Gagarin had to bail out and land using his parachute as the Vostok 1 was designed to crash land. The Russians are believed to have made four unsuccessful manned space shots prior to 1961 in which it is thought that cosmonauts Serentsky Schiborin, Andrei Mitkov, Alexis Ledovski and Ivan Kachur lost their lives. (See Soviet Page)

Just a month later, on May 5th 1961, Alan Shepard became the second person in space, and the first American, in a suborbital flight. The MR-3 (Freedom 7) launch was originally planned for October 1960 but was postponed several times, eventually to March 6th 1961 and, finally, to May 5th by which time it had been pre-empted by the Soviets. Virgil 'Gus' Grissom also carried out a sub-orbital flight.

The new American President, John F. Kennedy, understood the nation's need to restore their pride and confidence and publicly stated his intention to not just follow and keep pace with the Soviets, but to overtake them.
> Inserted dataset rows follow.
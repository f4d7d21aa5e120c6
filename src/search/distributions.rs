//! Hyperparameter distributions
//!
//! A distribution is either an enumerated finite set of values, sampled
//! uniformly, or any object implementing [`ParamSampler`].

use super::params::ParamValue;
use crate::error::{MetaModelError, Result};
use rand::{Rng, RngCore};
use std::fmt;
use std::sync::Arc;

/// Capability to draw one hyperparameter value from a random source
pub trait ParamSampler: Send + Sync + fmt::Debug {
    /// Draw a value
    fn sample(&self, rng: &mut dyn RngCore) -> ParamValue;

    /// Check the sampler's own parameters
    fn validate(&self) -> Result<()> {
        Ok(())
    }
}

/// Distribution of a single hyperparameter
#[derive(Debug, Clone)]
pub enum ParamDistribution {
    /// Finite set; one element drawn uniformly
    Enumerated(Vec<ParamValue>),
    /// Arbitrary sampler
    Sampleable(Arc<dyn ParamSampler>),
}

impl ParamDistribution {
    /// Enumerated distribution from anything convertible to values
    pub fn values<I, V>(values: I) -> Self
    where
        I: IntoIterator<Item = V>,
        V: Into<ParamValue>,
    {
        ParamDistribution::Enumerated(values.into_iter().map(Into::into).collect())
    }

    /// Wrap a sampler
    pub fn sampler(sampler: impl ParamSampler + 'static) -> Self {
        ParamDistribution::Sampleable(Arc::new(sampler))
    }

    /// Draw one value
    pub fn sample(&self, rng: &mut dyn RngCore) -> ParamValue {
        match self {
            ParamDistribution::Enumerated(values) => {
                let idx = rng.gen_range(0..values.len());
                values[idx].clone()
            }
            ParamDistribution::Sampleable(sampler) => sampler.sample(rng),
        }
    }

    /// Fails for an empty enumerated set or an invalid sampler
    pub fn validate(&self, name: &str) -> Result<()> {
        match self {
            ParamDistribution::Enumerated(values) if values.is_empty() => Err(MetaModelError::ConfigError(
                format!("distribution for '{}' has no values", name),
            )),
            ParamDistribution::Enumerated(_) => Ok(()),
            ParamDistribution::Sampleable(sampler) => sampler.validate().map_err(|e| {
                MetaModelError::ConfigError(format!("distribution for '{}': {}", name, e))
            }),
        }
    }
}

/// Continuous uniform distribution over `[low, high)`
#[derive(Debug, Clone, Copy, PartialEq)]
pub struct Uniform {
    pub low: f64,
    pub high: f64,
}

impl Uniform {
    pub fn new(low: f64, high: f64) -> Self {
        Self { low, high }
    }
}

impl ParamSampler for Uniform {
    fn sample(&self, rng: &mut dyn RngCore) -> ParamValue {
        ParamValue::Float(rng.gen::<f64>() * (self.high - self.low) + self.low)
    }

    fn validate(&self) -> Result<()> {
        if !(self.low.is_finite() && self.high.is_finite()) || self.low >= self.high {
            return Err(MetaModelError::ConfigError(format!(
                "uniform bounds must satisfy low < high, got [{}, {})",
                self.low, self.high
            )));
        }
        Ok(())
    }
}

/// Log-uniform distribution over `[low, high)`, both bounds positive
#[derive(Debug, Clone, Copy, PartialEq)]
pub struct LogUniform {
    pub low: f64,
    pub high: f64,
}

impl LogUniform {
    pub fn new(low: f64, high: f64) -> Self {
        Self { low, high }
    }
}

impl ParamSampler for LogUniform {
    fn sample(&self, rng: &mut dyn RngCore) -> ParamValue {
        let log_low = self.low.ln();
        let log_high = self.high.ln();
        ParamValue::Float((rng.gen::<f64>() * (log_high - log_low) + log_low).exp())
    }

    fn validate(&self) -> Result<()> {
        if !(self.low > 0.0 && self.high.is_finite()) || self.low >= self.high {
            return Err(MetaModelError::ConfigError(format!(
                "log-uniform bounds must satisfy 0 < low < high, got [{}, {})",
                self.low, self.high
            )));
        }
        Ok(())
    }
}

/// Uniform integers in `[low, high)`
#[derive(Debug, Clone, Copy, PartialEq, Eq)]
pub struct RandInt {
    pub low: i64,
    pub high: i64,
}

impl RandInt {
    pub fn new(low: i64, high: i64) -> Self {
        Self { low, high }
    }
}

impl ParamSampler for RandInt {
    fn sample(&self, rng: &mut dyn RngCore) -> ParamValue {
        ParamValue::Int(rng.gen_range(self.low..self.high))
    }

    fn validate(&self) -> Result<()> {
        if self.low >= self.high {
            return Err(MetaModelError::ConfigError(format!(
                "randint bounds must satisfy low < high, got [{}, {})",
                self.low, self.high
            )));
        }
        Ok(())
    }
}

/// Sampler for small integer vectors such as MLP hidden layer widths.
///
/// With probability [`BoundedIntVector::SATURATION_PROB`] a draw returns the
/// constant vector `[high; dimension]`; otherwise it returns `dimension`
/// independent uniform integers in `[low, high)`. The bias towards the
/// largest (most complex) configuration is intentional: a purely uniform
/// draw over `[low, high)` can never reach `high` itself, and the widest
/// network is the one most worth trying at least a few times.
#[derive(Debug, Clone, Copy, PartialEq, Eq)]
pub struct BoundedIntVector {
    pub low: i64,
    pub high: i64,
    pub dimension: usize,
}

impl BoundedIntVector {
    /// Probability of returning the saturated vector `[high; dimension]`
    pub const SATURATION_PROB: f64 = 0.10;

    pub fn new(low: i64, high: i64, dimension: usize) -> Self {
        Self { low, high, dimension }
    }

    /// Draw a vector
    pub fn draw(&self, rng: &mut dyn RngCore) -> Vec<i64> {
        if rng.gen::<f64>() < Self::SATURATION_PROB {
            vec![self.high; self.dimension]
        } else {
            (0..self.dimension)
                .map(|_| rng.gen_range(self.low..self.high))
                .collect()
        }
    }
}

impl ParamSampler for BoundedIntVector {
    fn sample(&self, rng: &mut dyn RngCore) -> ParamValue {
        ParamValue::IntVec(self.draw(rng))
    }

    fn validate(&self) -> Result<()> {
        if self.low >= self.high {
            return Err(MetaModelError::ConfigError(format!(
                "int vector bounds must satisfy low < high, got [{}, {})",
                self.low, self.high
            )));
        }
        if self.dimension == 0 {
            return Err(MetaModelError::ConfigError(
                "int vector dimension must be at least 1".to_string(),
            ));
        }
        Ok(())
    }
}

#[cfg(test)]
mod tests {
    use super::*;
    use rand::SeedableRng;
    use rand_xoshiro::Xoshiro256PlusPlus;

    #[test]
    fn test_enumerated_stays_in_set() {
        let mut rng = Xoshiro256PlusPlus::seed_from_u64(7);
        let dist = ParamDistribution::values(["gini", "entropy"]);
        for _ in 0..500 {
            let v = dist.sample(&mut rng);
            assert!(v == ParamValue::from("gini") || v == ParamValue::from("entropy"));
        }
    }

    #[test]
    fn test_empty_enumerated_rejected() {
        let dist = ParamDistribution::Enumerated(Vec::new());
        assert!(matches!(dist.validate("alpha"), Err(MetaModelError::ConfigError(_))));
    }

    #[test]
    fn test_bad_bounds_rejected() {
        assert!(ParamDistribution::sampler(Uniform::new(1.0, 1.0)).validate("a").is_err());
        assert!(ParamDistribution::sampler(LogUniform::new(0.0, 1.0)).validate("a").is_err());
        assert!(ParamDistribution::sampler(RandInt::new(5, 2)).validate("a").is_err());
        assert!(ParamDistribution::sampler(BoundedIntVector::new(0, 5, 0)).validate("a").is_err());
        assert!(ParamDistribution::sampler(RandInt::new(1, 2)).validate("a").is_ok());
    }

    #[test]
    fn test_uniform_and_log_uniform_in_range() {
        let mut rng = Xoshiro256PlusPlus::seed_from_u64(42);
        let uniform = Uniform::new(-2.0, 3.0);
        let log_uniform = LogUniform::new(1e-4, 1e-1);
        for _ in 0..1000 {
            let u = uniform.sample(&mut rng).as_float().unwrap();
            assert!((-2.0..3.0).contains(&u));
            let l = log_uniform.sample(&mut rng).as_float().unwrap();
            assert!(l >= 1e-4 && l <= 1e-1);
        }
    }

    #[test]
    fn test_randint_half_open() {
        let mut rng = Xoshiro256PlusPlus::seed_from_u64(1);
        let dist = RandInt::new(3, 6);
        let mut seen = [false; 3];
        for _ in 0..1000 {
            let v = dist.sample(&mut rng).as_int().unwrap();
            assert!((3..6).contains(&v));
            seen[(v - 3) as usize] = true;
        }
        assert!(seen.iter().all(|&s| s));
    }

    #[test]
    fn test_bounded_int_vector_saturation_rate() {
        let mut rng = Xoshiro256PlusPlus::seed_from_u64(2024);
        let sampler = BoundedIntVector::new(0, 5, 3);
        let n_draws = 20_000;

        let mut saturated = 0usize;
        let mut counts = [0usize; 5];
        for _ in 0..n_draws {
            let v = sampler.draw(&mut rng);
            assert_eq!(v.len(), 3);
            if v == vec![5, 5, 5] {
                saturated += 1;
            } else {
                for &c in &v {
                    assert!((0..5).contains(&c), "coordinate {} out of [0, 5)", c);
                    counts[c as usize] += 1;
                }
            }
        }

        let rate = saturated as f64 / n_draws as f64;
        assert!((rate - 0.10).abs() < 0.015, "saturation rate {}", rate);

        // Remaining coordinates are uniform over {0..4}
        let total: usize = counts.iter().sum();
        for &c in &counts {
            let p = c as f64 / total as f64;
            assert!((p - 0.2).abs() < 0.015, "coordinate frequency {}", p);
        }
    }
}
//! Binary classification metrics and named scorers
//!
//! Hard-label metrics treat `1.0` as the positive class and return `0.0` on
//! zero division. Probability metrics take the positive-class probability.

use crate::classifiers::Classifier;
use crate::error::{MetaModelError, Result};
use ndarray::{Array1, Array2};
use serde::{Deserialize, Serialize};
use std::fmt;
use std::str::FromStr;

/// Probabilities are clipped to `[EPS, 1 - EPS]` before taking logs
pub const LOG_LOSS_EPS: f64 = 1e-15;

/// Confusion counts `(tp, fp, tn, fn)`
pub fn confusion_counts(y_true: &Array1<f64>, y_pred: &Array1<f64>) -> (usize, usize, usize, usize) {
    let mut tp = 0;
    let mut fp = 0;
    let mut tn = 0;
    let mut fn_ = 0;

    for (t, p) in y_true.iter().zip(y_pred.iter()) {
        match (*t > 0.5, *p > 0.5) {
            (true, true) => tp += 1,
            (false, true) => fp += 1,
            (false, false) => tn += 1,
            (true, false) => fn_ += 1,
        }
    }

    (tp, fp, tn, fn_)
}

fn ratio(num: usize, den: usize) -> f64 {
    if den > 0 {
        num as f64 / den as f64
    } else {
        0.0
    }
}

/// Fraction of exact label matches
pub fn accuracy_score(y_true: &Array1<f64>, y_pred: &Array1<f64>) -> f64 {
    let correct = y_true
        .iter()
        .zip(y_pred.iter())
        .filter(|(t, p)| (*t - *p).abs() < 0.5)
        .count();
    ratio(correct, y_true.len())
}

pub fn precision_score(y_true: &Array1<f64>, y_pred: &Array1<f64>) -> f64 {
    let (tp, fp, _, _) = confusion_counts(y_true, y_pred);
    ratio(tp, tp + fp)
}

pub fn recall_score(y_true: &Array1<f64>, y_pred: &Array1<f64>) -> f64 {
    let (tp, _, _, fn_) = confusion_counts(y_true, y_pred);
    ratio(tp, tp + fn_)
}

pub fn f1_score(y_true: &Array1<f64>, y_pred: &Array1<f64>) -> f64 {
    let p = precision_score(y_true, y_pred);
    let r = recall_score(y_true, y_pred);
    if p + r > 0.0 {
        2.0 * p * r / (p + r)
    } else {
        0.0
    }
}

/// Area under the ROC curve from the Mann-Whitney U statistic.
///
/// Tied scores receive their average rank, so hard 0/1 predictions are
/// accepted and give the balanced accuracy of the labelling.
pub fn roc_auc_score(y_true: &Array1<f64>, y_score: &Array1<f64>) -> Result<f64> {
    check_lengths(y_true, y_score)?;
    let n_pos = y_true.iter().filter(|&&t| t > 0.5).count();
    let n_neg = y_true.len() - n_pos;
    if n_pos == 0 || n_neg == 0 {
        return Err(MetaModelError::ComputationError(
            "ROC AUC is undefined when only one class is present in y_true".to_string(),
        ));
    }
    if y_score.iter().any(|s| s.is_nan()) {
        return Err(MetaModelError::ComputationError("ROC AUC received NaN scores".to_string()));
    }

    let mut order: Vec<usize> = (0..y_score.len()).collect();
    order.sort_by(|&a, &b| y_score[a].total_cmp(&y_score[b]));

    // Average 1-based ranks over runs of equal scores
    let mut ranks = vec![0.0; order.len()];
    let mut start = 0;
    while start < order.len() {
        let mut end = start + 1;
        while end < order.len() && y_score[order[end]] == y_score[order[start]] {
            end += 1;
        }
        let avg_rank = (start + end + 1) as f64 / 2.0;
        for &idx in &order[start..end] {
            ranks[idx] = avg_rank;
        }
        start = end;
    }

    let pos_rank_sum: f64 = y_true
        .iter()
        .zip(ranks.iter())
        .filter(|(&t, _)| t > 0.5)
        .map(|(_, &r)| r)
        .sum();
    let u = pos_rank_sum - (n_pos * (n_pos + 1)) as f64 / 2.0;
    Ok(u / (n_pos * n_neg) as f64)
}

/// Mean binary cross-entropy
pub fn log_loss(y_true: &Array1<f64>, y_prob: &Array1<f64>) -> Result<f64> {
    check_lengths(y_true, y_prob)?;
    if y_true.is_empty() {
        return Err(MetaModelError::DataError("log loss of an empty sample".to_string()));
    }
    let total: f64 = y_true
        .iter()
        .zip(y_prob.iter())
        // Both confident mistakes cost exactly -ln(eps)
        .map(|(&t, &p)| -(t * p.max(LOG_LOSS_EPS).ln() + (1.0 - t) * (1.0 - p).max(LOG_LOSS_EPS).ln()))
        .sum();
    Ok(total / y_true.len() as f64)
}

fn check_lengths(a: &Array1<f64>, b: &Array1<f64>) -> Result<()> {
    if a.len() != b.len() {
        return Err(MetaModelError::ShapeError {
            expected: format!("{} predictions", a.len()),
            actual: format!("{} predictions", b.len()),
        });
    }
    Ok(())
}

/// Named scorer; larger is always better
#[derive(Debug, Clone, Copy, PartialEq, Eq, Default, Serialize, Deserialize)]
#[serde(rename_all = "snake_case")]
pub enum ScoringMetric {
    Accuracy,
    #[default]
    RocAuc,
    Precision,
    Recall,
    F1,
    NegLogLoss,
}

impl ScoringMetric {
    pub fn as_str(&self) -> &'static str {
        match self {
            ScoringMetric::Accuracy => "accuracy",
            ScoringMetric::RocAuc => "roc_auc",
            ScoringMetric::Precision => "precision",
            ScoringMetric::Recall => "recall",
            ScoringMetric::F1 => "f1",
            ScoringMetric::NegLogLoss => "neg_log_loss",
        }
    }

    /// Whether the scorer consumes `predict_proba` instead of `predict`
    pub fn needs_proba(&self) -> bool {
        matches!(self, ScoringMetric::RocAuc | ScoringMetric::NegLogLoss)
    }

    /// Score a fitted estimator on held-out data
    pub fn score(&self, estimator: &dyn Classifier, x: &Array2<f64>, y: &Array1<f64>) -> Result<f64> {
        if self.needs_proba() {
            let proba = estimator.predict_proba(x)?;
            return match self {
                ScoringMetric::RocAuc => roc_auc_score(y, &proba),
                _ => log_loss(y, &proba).map(|loss| -loss),
            };
        }

        let y_pred = estimator.predict(x)?;
        check_lengths(y, &y_pred)?;
        Ok(match self {
            ScoringMetric::Accuracy => accuracy_score(y, &y_pred),
            ScoringMetric::Precision => precision_score(y, &y_pred),
            ScoringMetric::Recall => recall_score(y, &y_pred),
            _ => f1_score(y, &y_pred),
        })
    }
}

impl fmt::Display for ScoringMetric {
    fn fmt(&self, f: &mut fmt::Formatter<'_>) -> fmt::Result {
        f.write_str(self.as_str())
    }
}

impl FromStr for ScoringMetric {
    type Err = MetaModelError;

    fn from_str(s: &str) -> Result<Self> {
        match s.to_lowercase().as_str() {
            "accuracy" => Ok(ScoringMetric::Accuracy),
            "roc_auc" | "auc" => Ok(ScoringMetric::RocAuc),
            "precision" => Ok(ScoringMetric::Precision),
            "recall" => Ok(ScoringMetric::Recall),
            "f1" => Ok(ScoringMetric::F1),
            "neg_log_loss" => Ok(ScoringMetric::NegLogLoss),
            other => Err(MetaModelError::ConfigError(format!("unknown scoring metric '{}'", other))),
        }
    }
}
On May 25th 1961 he addressed Congress with a request for an additional $7 billion to $9 billion, over the next five years, for the development of the U.S. space program with the words "... this nation should commit itself to achieving the goal, before the decade is out, of landing a man on the moon and returning him safely to the earth."               
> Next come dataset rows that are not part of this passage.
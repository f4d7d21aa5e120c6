//! Multi-layer perceptron classifier
//!
//! A feedforward network trained by mini-batch SGD with momentum on the
//! binary cross-entropy loss. Inputs are standardized with statistics taken
//! at fit time; the output layer is a single sigmoid unit.

use super::{check_fit_input, check_n_features, gather, gather_rows, positive, reject_unknown, threshold, Classifier};
use crate::error::{MetaModelError, Result};
use crate::search::params::{ParamAssignment, ParamValue};
use ndarray::{Array1, Array2, Axis};
use rand::prelude::*;
use rand_xoshiro::Xoshiro256PlusPlus;
use serde::{Deserialize, Serialize};

const PARAMS: &[&str] = &[
    "hidden_layer_sizes",
    "activation",
    "alpha",
    "learning_rate_init",
    "max_iter",
    "batch_size",
    "momentum",
    "random_state",
];

/// Hidden-layer activation function
#[derive(Debug, Clone, Copy, PartialEq, Eq, Default, Serialize, Deserialize)]
pub enum Activation {
    /// Rectified Linear Unit
    #[default]
    Relu,
    /// Hyperbolic tangent
    Tanh,
    /// Sigmoid
    Logistic,
    /// Linear (identity)
    Identity,
}

impl Activation {
    fn as_str(self) -> &'static str {
        match self {
            Activation::Relu => "relu",
            Activation::Tanh => "tanh",
            Activation::Logistic => "logistic",
            Activation::Identity => "identity",
        }
    }

    fn activate(self, z: &Array2<f64>) -> Array2<f64> {
        match self {
            Activation::Relu => z.mapv(|v| v.max(0.0)),
            Activation::Tanh => z.mapv(f64::tanh),
            Activation::Logistic => z.mapv(sigmoid),
            Activation::Identity => z.clone(),
        }
    }

    /// Derivative expressed in terms of the pre-activation `z`
    fn derivative(self, z: &Array2<f64>) -> Array2<f64> {
        match self {
            Activation::Relu => z.mapv(|v| if v > 0.0 { 1.0 } else { 0.0 }),
            Activation::Tanh => z.mapv(|v| 1.0 - v.tanh().powi(2)),
            Activation::Logistic => z.mapv(|v| {
                let s = sigmoid(v);
                s * (1.0 - s)
            }),
            Activation::Identity => Array2::ones(z.raw_dim()),
        }
    }
}

fn sigmoid(v: f64) -> f64 {
    1.0 / (1.0 + (-v).exp())
}

/// Fitted network state
#[derive(Debug, Clone, Serialize, Deserialize)]
struct Network {
    weights: Vec<Array2<f64>>,
    biases: Vec<Array1<f64>>,
    means: Array1<f64>,
    scales: Array1<f64>,
}

/// Multi-Layer Perceptron Classifier
#[derive(Debug, Clone, Serialize, Deserialize)]
pub struct MLPClassifier {
    /// Width of each hidden layer
    pub hidden_layer_sizes: Vec<usize>,
    pub activation: Activation,
    /// L2 penalty
    pub alpha: f64,
    pub learning_rate_init: f64,
    /// Number of epochs
    pub max_iter: usize,
    pub batch_size: usize,
    pub momentum: f64,
    /// Seed for weight init and batch shuffling; entropy when `None`
    pub random_state: Option<u64>,
    network: Option<Network>,
}

impl Default for MLPClassifier {
    fn default() -> Self {
        Self::new()
    }
}

impl MLPClassifier {
    pub fn new() -> Self {
        Self {
            hidden_layer_sizes: vec![100],
            activation: Activation::Relu,
            alpha: 0.0001,
            learning_rate_init: 0.01,
            max_iter: 200,
            batch_size: 32,
            momentum: 0.9,
            random_state: None,
            network: None,
        }
    }

    pub fn with_hidden_layers(mut self, sizes: Vec<usize>) -> Self {
        self.hidden_layer_sizes = sizes;
        self
    }

    pub fn with_activation(mut self, activation: Activation) -> Self {
        self.activation = activation;
        self
    }

    /// Seeds are kept in the non-negative `i64` range so they survive a
    /// `get_params`/`set_params` round trip; the top bit is dropped.
    pub fn with_random_state(mut self, seed: u64) -> Self {
        self.random_state = Some(seed & i64::MAX as u64);
        self
    }

    fn initialize(&self, n_features: usize, rng: &mut Xoshiro256PlusPlus) -> (Vec<Array2<f64>>, Vec<Array1<f64>>) {
        let mut layer_sizes = vec![n_features];
        layer_sizes.extend(&self.hidden_layer_sizes);
        layer_sizes.push(1);

        layer_sizes
            .windows(2)
            .map(|pair| {
                let (n_in, n_out) = (pair[0], pair[1]);
                // Glorot uniform
                let bound = (6.0 / (n_in + n_out) as f64).sqrt();
                let w = Array2::from_shape_fn((n_in, n_out), |_| rng.gen_range(-bound..bound));
                (w, Array1::zeros(n_out))
            })
            .unzip()
    }

    /// Returns pre-activations per layer and activations (input first)
    fn forward(
        &self,
        weights: &[Array2<f64>],
        biases: &[Array1<f64>],
        x: &Array2<f64>,
    ) -> (Vec<Array2<f64>>, Vec<Array2<f64>>) {
        let mut activations = vec![x.clone()];
        let mut z_values = Vec::with_capacity(weights.len());
        let last = weights.len() - 1;

        for (i, (w, b)) in weights.iter().zip(biases.iter()).enumerate() {
            let z = activations[i].dot(w) + b;
            let a = if i < last { self.activation.activate(&z) } else { z.mapv(sigmoid) };
            z_values.push(z);
            activations.push(a);
        }
        (z_values, activations)
    }

    fn standardize(x: &Array2<f64>, means: &Array1<f64>, scales: &Array1<f64>) -> Array2<f64> {
        (x - means) / scales
    }
}

impl Classifier for MLPClassifier {
    fn name(&self) -> &'static str {
        "MLPClassifier"
    }

    fn get_params(&self) -> ParamAssignment {
        let mut params = ParamAssignment::new();
        params.insert(
            "hidden_layer_sizes".to_string(),
            ParamValue::IntVec(self.hidden_layer_sizes.iter().map(|&s| s as i64).collect()),
        );
        params.insert("activation".to_string(), ParamValue::from(self.activation.as_str()));
        params.insert("alpha".to_string(), ParamValue::Float(self.alpha));
        params.insert("learning_rate_init".to_string(), ParamValue::Float(self.learning_rate_init));
        params.insert("max_iter".to_string(), ParamValue::from(self.max_iter));
        params.insert("batch_size".to_string(), ParamValue::from(self.batch_size));
        params.insert("momentum".to_string(), ParamValue::Float(self.momentum));
        params.insert(
            "random_state".to_string(),
            ParamValue::from(self.random_state.map(|s| s as i64)),
        );
        params
    }

    fn set_params(&mut self, params: &ParamAssignment) -> Result<()> {
        reject_unknown(self.name(), params, PARAMS)?;
        let mut next = self.clone();
        for (name, value) in params {
            match name.as_str() {
                "hidden_layer_sizes" => {
                    let sizes = match value {
                        ParamValue::IntVec(v) => v.clone(),
                        ParamValue::Int(v) => vec![*v],
                        _ => return Err(MetaModelError::invalid_param(name, value, "expected a list of layer widths")),
                    };
                    if sizes.is_empty() || sizes.iter().any(|&s| s < 1) {
                        return Err(MetaModelError::invalid_param(name, value, "every layer width must be >= 1"));
                    }
                    next.hidden_layer_sizes = sizes.into_iter().map(|s| s as usize).collect();
                }
                "activation" => {
                    next.activation = match value.to_str(name)? {
                        "relu" => Activation::Relu,
                        "tanh" => Activation::Tanh,
                        "logistic" => Activation::Logistic,
                        "identity" => Activation::Identity,
                        _ => {
                            return Err(MetaModelError::invalid_param(
                                name,
                                value,
                                "expected 'relu', 'tanh', 'logistic' or 'identity'",
                            ))
                        }
                    }
                }
                "alpha" => {
                    let alpha = value.to_f64(name)?;
                    if alpha < 0.0 {
                        return Err(MetaModelError::invalid_param(name, value, "must be non-negative"));
                    }
                    next.alpha = alpha;
                }
                "learning_rate_init" => next.learning_rate_init = positive(name, value)?,
                "max_iter" => next.max_iter = value.to_usize(name)?,
                "batch_size" => {
                    let size = value.to_usize(name)?;
                    if size == 0 {
                        return Err(MetaModelError::invalid_param(name, value, "must be >= 1"));
                    }
                    next.batch_size = size;
                }
                "momentum" => {
                    let m = value.to_f64(name)?;
                    if !(0.0..1.0).contains(&m) {
                        return Err(MetaModelError::invalid_param(name, value, "must be in [0, 1)"));
                    }
                    next.momentum = m;
                }
                "random_state" => next.random_state = value.to_optional_usize(name)?.map(|s| s as u64),
                _ => unreachable!("rejected above"),
            }
        }
        *self = next;
        Ok(())
    }

    fn fit(&mut self, x: &Array2<f64>, y: &Array1<f64>) -> Result<()> {
        check_fit_input(x, y)?;
        let n_samples = x.nrows();

        let means = x.mean_axis(Axis(0)).unwrap_or_else(|| Array1::zeros(x.ncols()));
        let scales = x.std_axis(Axis(0), 0.0).mapv(|s| if s > 1e-12 { s } else { 1.0 });
        let x_scaled = Self::standardize(x, &means, &scales);

        let mut rng = match self.random_state {
            Some(seed) => Xoshiro256PlusPlus::seed_from_u64(seed),
            None => Xoshiro256PlusPlus::from_entropy(),
        };
        let (mut weights, mut biases) = self.initialize(x.ncols(), &mut rng);

        let mut velocities_w: Vec<Array2<f64>> = weights.iter().map(|w| Array2::zeros(w.raw_dim())).collect();
        let mut velocities_b: Vec<Array1<f64>> = biases.iter().map(|b| Array1::zeros(b.len())).collect();
        let lr = self.learning_rate_init;

        let mut indices: Vec<usize> = (0..n_samples).collect();
        for _epoch in 0..self.max_iter {
            indices.shuffle(&mut rng);

            for batch in indices.chunks(self.batch_size) {
                let x_batch = gather_rows(&x_scaled, batch);
                let y_batch = gather(y, batch).insert_axis(Axis(1));
                let n = batch.len() as f64;

                let (z_values, activations) = self.forward(&weights, &biases, &x_batch);

                // Sigmoid output with cross-entropy: delta = p - y
                let mut delta = (&activations[weights.len()] - &y_batch) / n;
                for i in (0..weights.len()).rev() {
                    let grad_w = activations[i].t().dot(&delta) + &(&weights[i] * (self.alpha / n));
                    let grad_b = delta.sum_axis(Axis(0));

                    if i > 0 {
                        delta = delta.dot(&weights[i].t()) * self.activation.derivative(&z_values[i - 1]);
                    }

                    velocities_w[i] = &velocities_w[i] * self.momentum - &grad_w * lr;
                    velocities_b[i] = &velocities_b[i] * self.momentum - &grad_b * lr;
                    weights[i] += &velocities_w[i];
                    biases[i] += &velocities_b[i];
                }
            }
        }

        if weights.iter().any(|w| w.iter().any(|v| !v.is_finite())) {
            return Err(MetaModelError::ComputationError(
                "MLP weights diverged; lower learning_rate_init".to_string(),
            ));
        }

        self.network = Some(Network { weights, biases, means, scales });
        Ok(())
    }

    fn predict(&self, x: &Array2<f64>) -> Result<Array1<f64>> {
        Ok(threshold(self.predict_proba(x)?))
    }

    fn predict_proba(&self, x: &Array2<f64>) -> Result<Array1<f64>> {
        let net = self.network.as_ref().ok_or(MetaModelError::ModelNotFitted)?;
        check_n_features(net.means.len(), x)?;
        let x_scaled = Self::standardize(x, &net.means, &net.scales);
        let (_, activations) = self.forward(&net.weights, &net.biases, &x_scaled);
        Ok(activations[net.weights.len()].column(0).to_owned())
    }

    fn clone_unfitted(&self) -> Box<dyn Classifier> {
        Box::new(Self {
            network: None,
            ..self.clone()
        })
    }
}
JFK 'Space Speech' at Rice University 1962

Despite scepticism on NASA's ability to deliver, the money was granted and, within a year, America had put its own man into orbit. Astronaut John Glenn became the first American to achieve Earth orbit on February 20th 1962. He was the third person to do so, as Soviet cosmonaut Gherman Titov had, by then, made a one-day flight during August 1961. Launched from Cape Canaveral, Florida, Friendship 7 achieved an altitude of 162 miles and an orbital velocity of 17,500 mph. It circled Earth three times in four hours and eventually splashed down in the Atlantic Ocean near Bermuda.
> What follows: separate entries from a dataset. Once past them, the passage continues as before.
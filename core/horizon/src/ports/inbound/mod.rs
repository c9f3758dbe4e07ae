//! Inbound ポート: ドライバ（CLI）がアプリを呼び出すインターフェース

use crate::cli::Config;
use common::error::Error;

/// Config を受け取り Command をディスパッチして実行する Inbound ポート
///
/// main は Runner（この trait の実装）の run を呼び出す。
pub trait UseCaseRunner {
    fn run(&self, config: Config) -> Result<i32, Error>;
}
By the time the Mercury single pilot project ended with a day-long 22-orbit flight on May 16th 1963, being replaced by the Gemini two-man program, astronauts Scott Carpenter, Walter Schirra Jr., and L. Gordon Cooper had also orbited the Earth in increasingly extended mission times. The Soviets launched Vostok 5 on 14th June 1963, piloted by Valery Bykovsky.

This was followed, two days later, by the launch of Vostok 6 in which Valentina Tereshkova became the first woman into space, achieving 48 orbits over three days. In this, the last of the Vostok missions, she actually logged more flight time than all the previous American astronauts combined. At one point the two Soviet space vehicles were within about three miles of each other.

In addition to the manned missions, Mercury performed 20 unmanned launches for project development, some including test animals, the most famous of which were the chimpanzees Ham and Enos. The United States and the U.S.S.R. spent huge amounts of money trying to outdo each other in the 'race for space', a contest which drove scientific advancement along at a phenomenal pace, providing new materials and technologies such as 'Teflon' and the laser. The spaceflight programme also brought us new heroes, tragedy and excitement.

The Gemini Program
Project Gemini carried out two unmanned flights, in 1964 and 1965, followed by ten manned flights, in 1965 and 1966, with the objectives of improving re-entry techniques, developing orbital manoeuvres, EVAs and link-ups and further examining the effects of prolonged spaceflight on the human body in support of the planned subsequent Apollo program.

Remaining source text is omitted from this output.